Fecha de Publicación: 2018-10-12 09:36:05

«…el sueño se hace a mano y sin permiso
arando el porvenir con viejos bueyes...»
SILVIO RODRÍGUEZ ‟Llover Sobre Mojado‟
Llueve sobre mojado, pero es necesario decirlo una y mil veces hasta que se ponga fin al bloqueo económico, comercial y financiero impuesto por los Estados Unidos de América contra Cuba.
Esta medida injusta, demencial y genocida, es una suerte de daga que intenta cercenar la existencia nacional, propósito que no ha alcanzado por la férrea voluntad del pueblo cubano, y su inteligencia y la de su dirigencia histórica; así como por la solidaridad de la comunidad internacional, entre otras razones.
Todos los sectores de la sociedad cubana sufren los estragos de agresión desembozada y criminal.

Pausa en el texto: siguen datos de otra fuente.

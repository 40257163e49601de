use thiserror::Error;

/// Errors raised while constructing alignment scorers.
#[derive(Debug, Error)]
pub enum AlignmentError {
    /// The configured strategy name is not one of the known strategies.
    #[error("unknown alignment strategy `{0}` (expected entailment, word2vec or word-overlap)")]
    UnknownStrategy(String),
    /// A strategy was selected without the external service it requires.
    #[error("alignment strategy `{strategy}` requires a {dependency}")]
    MissingDependency {
        /// Strategy name.
        strategy: &'static str,
        /// Missing collaborator.
        dependency: &'static str,
    },
    /// The out-of-vocabulary sentinel has no vector.
    #[error("sentinel token `{0}` is not in the vector vocabulary")]
    MissingSentinel(String),
    /// A vector file line could not be parsed.
    #[error("vector file line {line}: {reason}")]
    MalformedVectors {
        /// 1-based line number.
        line: usize,
        /// What was wrong.
        reason: String,
    },
    /// Reading vectors failed.
    #[error(transparent)]
    Io(#[from] std::io::Error),
}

A esa avalancha no escapa el movimiento cultural del país y como parte de él, la música.
Algunos ejemplos de ese atentado permanente contra uno de los elementales derechos del ser humano son conocidos y otros faltan por conocer, pero en ambos casos, a riesgo de ser reiterativos, deber citarse de nuevo.
Póngase por caso el tema del intercambio comercial, los tropiezos que lo dificultan y las implicaciones que la pragmática imperial representa para la parte cubana.

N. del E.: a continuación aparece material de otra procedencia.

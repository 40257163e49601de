use std::{fs, path::Path};

use serde::{Deserialize, Serialize};

use crate::{error::TableError, index::TableIndex};

/// Two table columns the optimizer may align with each other.
#[derive(Debug, Clone, PartialEq, Eq, Serialize, Deserialize)]
pub struct AllowedColumnAlignment {
    /// First table name.
    pub table1: String,
    /// Position of the first table.
    pub table1_index: usize,
    /// Column in the first table.
    pub col1: usize,
    /// Second table name.
    pub table2: String,
    /// Position of the second table.
    pub table2_index: usize,
    /// Column in the second table.
    pub col2: usize,
}

/// Named relation holding between two columns of one table.
#[derive(Debug, Clone, PartialEq, Eq, Serialize, Deserialize)]
pub struct InterColumnRelation {
    /// Table name.
    pub table: String,
    /// Table position.
    pub table_index: usize,
    /// Source column.
    pub col1: usize,
    /// Target column.
    pub col2: usize,
    /// Relation name, e.g. `has-part`.
    pub relation: String,
}

/// Surface pattern expressing a relation in question text.
#[derive(Debug, Clone, PartialEq, Eq, Serialize, Deserialize)]
pub struct RelationPattern {
    /// Relation name declared by an [`InterColumnRelation`].
    pub relation: String,
    /// Text pattern, e.g. `is part of`.
    pub pattern: String,
    /// Whether the pattern reads target-to-source.
    pub flipped: bool,
}

/// Validated alignment and relation configuration for a table collection.
#[derive(Debug, Clone, Default, Serialize, Deserialize)]
pub struct TableConstraints {
    alignments: Vec<AllowedColumnAlignment>,
    relations: Vec<InterColumnRelation>,
    patterns: Vec<RelationPattern>,
}

impl TableConstraints {
    /// Parses the three configuration texts against `index`. Absent texts yield empty lists.
    pub fn parse(
        index: &TableIndex,
        alignments: Option<&str>,
        relations: Option<&str>,
        patterns: Option<&str>,
    ) -> Result<Self, TableError> {
        let alignments = match alignments {
            Some(text) => parse_column_alignments(text, "column_alignments", index)?,
            None => Vec::new(),
        };
        let relations = match relations {
            Some(text) => parse_relations(text, "relations", index)?,
            None => Vec::new(),
        };
        let patterns = match patterns {
            Some(text) => parse_relation_patterns(text, "relation_patterns", &relations)?,
            None => Vec::new(),
        };
        Ok(Self {
            alignments,
            relations,
            patterns,
        })
    }

    /// Reads and parses the configuration files that are provided.
    pub fn load(
        index: &TableIndex,
        alignments: Option<&Path>,
        relations: Option<&Path>,
        patterns: Option<&Path>,
    ) -> Result<Self, TableError> {
        let alignments = match alignments {
            Some(path) => {
                parse_column_alignments(&read(path)?, &path.display().to_string(), index)?
            }
            None => Vec::new(),
        };
        let relations = match relations {
            Some(path) => parse_relations(&read(path)?, &path.display().to_string(), index)?,
            None => Vec::new(),
        };
        let patterns = match patterns {
            Some(path) => parse_relation_patterns(
                &read(path)?,
                &path.display().to_string(),
                &relations,
            )?,
            None => Vec::new(),
        };
        Ok(Self {
            alignments,
            relations,
            patterns,
        })
    }

    /// Every allowed column alignment.
    #[must_use]
    pub fn alignments(&self) -> &[AllowedColumnAlignment] {
        &self.alignments
    }

    /// Every inter-column relation.
    #[must_use]
    pub fn relations(&self) -> &[InterColumnRelation] {
        &self.relations
    }

    /// Every relation pattern.
    #[must_use]
    pub fn patterns(&self) -> &[RelationPattern] {
        &self.patterns
    }

    /// Alignments from table `from` to table `to`.
    pub fn alignments_between(
        &self,
        from: usize,
        to: usize,
    ) -> impl Iterator<Item = &AllowedColumnAlignment> + '_ {
        self.alignments
            .iter()
            .filter(move |a| a.table1_index == from && a.table2_index == to)
    }

    /// Relations declared for `table`.
    pub fn relations_for(&self, table: usize) -> impl Iterator<Item = &InterColumnRelation> + '_ {
        self.relations.iter().filter(move |r| r.table_index == table)
    }

    /// Patterns expressing `relation`.
    pub fn patterns_for<'a>(
        &'a self,
        relation: &'a str,
    ) -> impl Iterator<Item = &'a RelationPattern> + 'a {
        self.patterns.iter().filter(move |p| p.relation == relation)
    }
}

fn read(path: &Path) -> Result<String, TableError> {
    fs::read_to_string(path).map_err(|source| TableError::Io {
        path: path.to_path_buf(),
        source,
    })
}

/// Parses `table1, col1, table2, col2` rows.
pub fn parse_column_alignments(
    text: &str,
    source_name: &str,
    index: &TableIndex,
) -> Result<Vec<AllowedColumnAlignment>, TableError> {
    let mut out = Vec::new();
    for row in config_rows(text, source_name, 4)? {
        let (table1_index, col1) = row.table_column(index, 0, 1)?;
        let (table2_index, col2) = row.table_column(index, 2, 3)?;
        out.push(AllowedColumnAlignment {
            table1: row.cells[0].clone(),
            table1_index,
            col1,
            table2: row.cells[2].clone(),
            table2_index,
            col2,
        });
    }
    Ok(out)
}

/// Parses `table, col1, col2, relation` rows.
pub fn parse_relations(
    text: &str,
    source_name: &str,
    index: &TableIndex,
) -> Result<Vec<InterColumnRelation>, TableError> {
    let mut out = Vec::new();
    for row in config_rows(text, source_name, 4)? {
        let (table_index, col1) = row.table_column(index, 0, 1)?;
        let (_, col2) = row.table_column(index, 0, 2)?;
        out.push(InterColumnRelation {
            table: row.cells[0].clone(),
            table_index,
            col1,
            col2,
            relation: row.cells[3].clone(),
        });
    }
    Ok(out)
}

/// Parses `relation, pattern, flipped` rows; relations must already be declared.
pub fn parse_relation_patterns(
    text: &str,
    source_name: &str,
    relations: &[InterColumnRelation],
) -> Result<Vec<RelationPattern>, TableError> {
    let mut out = Vec::new();
    for row in config_rows(text, source_name, 3)? {
        let relation = row.cells[0].clone();
        if !relations.iter().any(|r| r.relation == relation) {
            return Err(TableError::UnknownRelation {
                source_name: source_name.to_string(),
                line: row.line,
                relation,
            });
        }
        let flipped = match row.cells[2].to_ascii_lowercase().as_str() {
            "true" => true,
            "false" => false,
            other => return Err(row.malformed(format!("expected true/false, found `{other}`"))),
        };
        out.push(RelationPattern {
            relation,
            pattern: row.cells[1].clone(),
            flipped,
        });
    }
    Ok(out)
}

struct ConfigRow<'a> {
    source_name: &'a str,
    line: usize,
    cells: Vec<String>,
}

impl ConfigRow<'_> {
    fn malformed(&self, reason: String) -> TableError {
        TableError::MalformedRow {
            source_name: self.source_name.to_string(),
            line: self.line,
            reason,
        }
    }

    fn table_column(
        &self,
        index: &TableIndex,
        table_cell: usize,
        column_cell: usize,
    ) -> Result<(usize, usize), TableError> {
        let name = &self.cells[table_cell];
        let position = index
            .table_index(name)
            .ok_or_else(|| TableError::UnknownTable {
                source_name: self.source_name.to_string(),
                line: self.line,
                table: name.clone(),
            })?;
        let raw = &self.cells[column_cell];
        let column: usize = raw
            .parse()
            .map_err(|_| self.malformed(format!("column index `{raw}` is not a number")))?;
        let columns = index.table(position).map_or(0, |t| t.column_count());
        if column >= columns {
            return Err(TableError::ColumnOutOfRange {
                source_name: self.source_name.to_string(),
                line: self.line,
                table: name.clone(),
                column,
                columns,
            });
        }
        Ok((position, column))
    }
}

/// Splits configuration text into trimmed rows of exactly `width` cells,
/// skipping `//` comments and blank lines.
fn config_rows<'a>(
    text: &str,
    source_name: &'a str,
    width: usize,
) -> Result<Vec<ConfigRow<'a>>, TableError> {
    let mut rows = Vec::new();
    for (offset, line) in text.lines().enumerate() {
        let trimmed = line.trim();
        if trimmed.is_empty() || trimmed.starts_with("//") {
            continue;
        }
        let mut reader = csv::ReaderBuilder::new()
            .has_headers(false)
            .flexible(true)
            .trim(csv::Trim::All)
            .from_reader(trimmed.as_bytes());
        let Some(record) = reader.records().next() else {
            continue;
        };
        let record = record.map_err(|source| TableError::Csv {
            source_name: source_name.to_string(),
            source,
        })?;
        let row = ConfigRow {
            source_name,
            line: offset + 1,
            cells: record.iter().map(str::to_string).collect(),
        };
        if row.cells.len() != width {
            return Err(row.malformed(format!(
                "expected {width} columns, found {}",
                row.cells.len()
            )));
        }
        rows.push(row);
    }
    Ok(rows)
}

Subrayemos, por ejemplo, que las presentaciones en vivo de músicos cubanos, que se realizan en Estados Unidos, tienen que ser con carácter de intercambios culturales, sin que medien contratos comerciales entre las partes. Las empresas cubanas no obtienen beneficios económicos y se afectan al no poder comercializar esas agrupaciones en otros mercados durante el período de intercambio, por lo que queda claro que en el intercambio cultural con EE.UU. se mantiene invariable el bloqueo económico y comercial que nos impone.
Por otra parte, la extraterritorialidad del bloqueo impide la promoción, difusión y comercialización de nuestros talentos y ha limitado el disfrute de nuestra música por las amplias masas poblacionales de todos los continentes del planeta. Este mercado es dominado por grandes transnacionales, controladas en lo fundamental por capital estadounidense, y en el caso particular de la llamada música latina, por mafias dirigidas por sectores miamenses, que controlan los circuitos de promoción y exhibición de los artistas de nuestro continente.

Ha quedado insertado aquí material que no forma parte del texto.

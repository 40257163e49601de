use serde::{Deserialize, Serialize};

use crate::tokenizer::Tokenizer;

/// A named knowledge table. The first row is the title row.
#[derive(Debug, Clone, Serialize, Deserialize)]
pub struct Table {
    name: String,
    rows: Vec<Vec<String>>,
    #[serde(skip)]
    cell_tokens: Vec<Vec<Vec<String>>>,
}

impl Table {
    /// Creates an untokenized table.
    #[must_use]
    pub fn new(name: impl Into<String>, rows: Vec<Vec<String>>) -> Self {
        Self {
            name: name.into(),
            rows,
            cell_tokens: Vec::new(),
        }
    }

    /// Convenience constructor from string slices.
    #[must_use]
    pub fn from_strs(name: impl Into<String>, rows: &[&[&str]]) -> Self {
        Self::new(
            name,
            rows.iter()
                .map(|row| row.iter().map(|cell| (*cell).to_string()).collect())
                .collect(),
        )
    }

    /// Computes the stemmed token sequence of every cell.
    pub fn tokenize(&mut self, tokenizer: &dyn Tokenizer) {
        self.cell_tokens = self
            .rows
            .iter()
            .map(|row| {
                row.iter()
                    .map(|cell| tokenizer.stemmed_keyword_tokenize(cell))
                    .collect()
            })
            .collect();
    }

    /// Whether [`Table::tokenize`] has run.
    #[must_use]
    pub fn is_tokenized(&self) -> bool {
        self.cell_tokens.len() == self.rows.len()
    }

    /// Table name.
    #[must_use]
    pub fn name(&self) -> &str {
        &self.name
    }

    /// All rows, title row included.
    #[must_use]
    pub fn rows(&self) -> &[Vec<String>] {
        &self.rows
    }

    /// The title row, if the table has any rows.
    #[must_use]
    pub fn title_row(&self) -> Option<&[String]> {
        self.rows.first().map(Vec::as_slice)
    }

    /// Rows after the title row.
    #[must_use]
    pub fn content_rows(&self) -> &[Vec<String>] {
        self.rows.get(1..).unwrap_or_default()
    }

    /// Width of the widest row.
    #[must_use]
    pub fn column_count(&self) -> usize {
        self.rows.iter().map(Vec::len).max().unwrap_or(0)
    }

    /// Cell text at `(row, col)`.
    #[must_use]
    pub fn cell(&self, row: usize, col: usize) -> Option<&str> {
        self.rows.get(row)?.get(col).map(String::as_str)
    }

    /// Stemmed tokens of the cell at `(row, col)`.
    #[must_use]
    pub fn cell_tokens(&self, row: usize, col: usize) -> Option<&[String]> {
        self.cell_tokens.get(row)?.get(col).map(Vec::as_slice)
    }

    /// All cell tokens flattened in row-major order.
    #[must_use]
    pub fn all_tokens(&self) -> Vec<String> {
        self.cell_tokens
            .iter()
            .flatten()
            .flatten()
            .cloned()
            .collect()
    }
}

Para ilustrar las afectaciones por este concepto puede citarse el caso específico del Instituto Cubano de la Música (ICM), en el reporte que presentará Cuba ante la ONU en fecha próxima, en el periodo que se evalúa. Esta entidad realizó 15 intercambios culturales en territorio de EE.UU. La cantidad de músicos cubanos que participaron fue de 122; prestigiosas agrupaciones musicales cubanas realizaron presentaciones en varios escenarios de ese país, y se estima que, de haber firmado contratos por estas presentaciones, a precios comparables con los de ese mercado, el importe de los mismos pudo ser de 1690.0 MUSD.
Se estima que el potencial de exportación de las agrupaciones musicales del ICM en el mercado de EE.UU. pudiera alcanzar los 5000.0 MUSD anuales, si no existieran las restricciones del bloqueo.
Esta es una nota tomada al vuelo, ya que situaciones similares afrontaron la Empresa Egrem, la Agencia Clave Cubana y la Agencia de Representación Artística Musicalia, ambas de ARTEX, que no pudieron concertar contratos o se vieron forzadas a realizar acciones de intercambio cultural en condiciones adversas
No obstante, los artistas cubanos permanecen firmes, continúan en la brega, como expresó recientemente el cantautor cubano, Israel Rojas, director de la agrupación Buena Fe: «…asumimos el reto y hacemos nuestro mayor esfuerzo para que los temas que hagamos lleguen a la mayor cantidad de público posible dentro y fuera de Cuba».
Esa es la voluntad del pueblo cubano, la que nos permite resistir a pesar de casi sesenta años de hostilidad acrecentada y es la fuerza que nos permitirá vencer en esta batalla vital por nuestra existencia.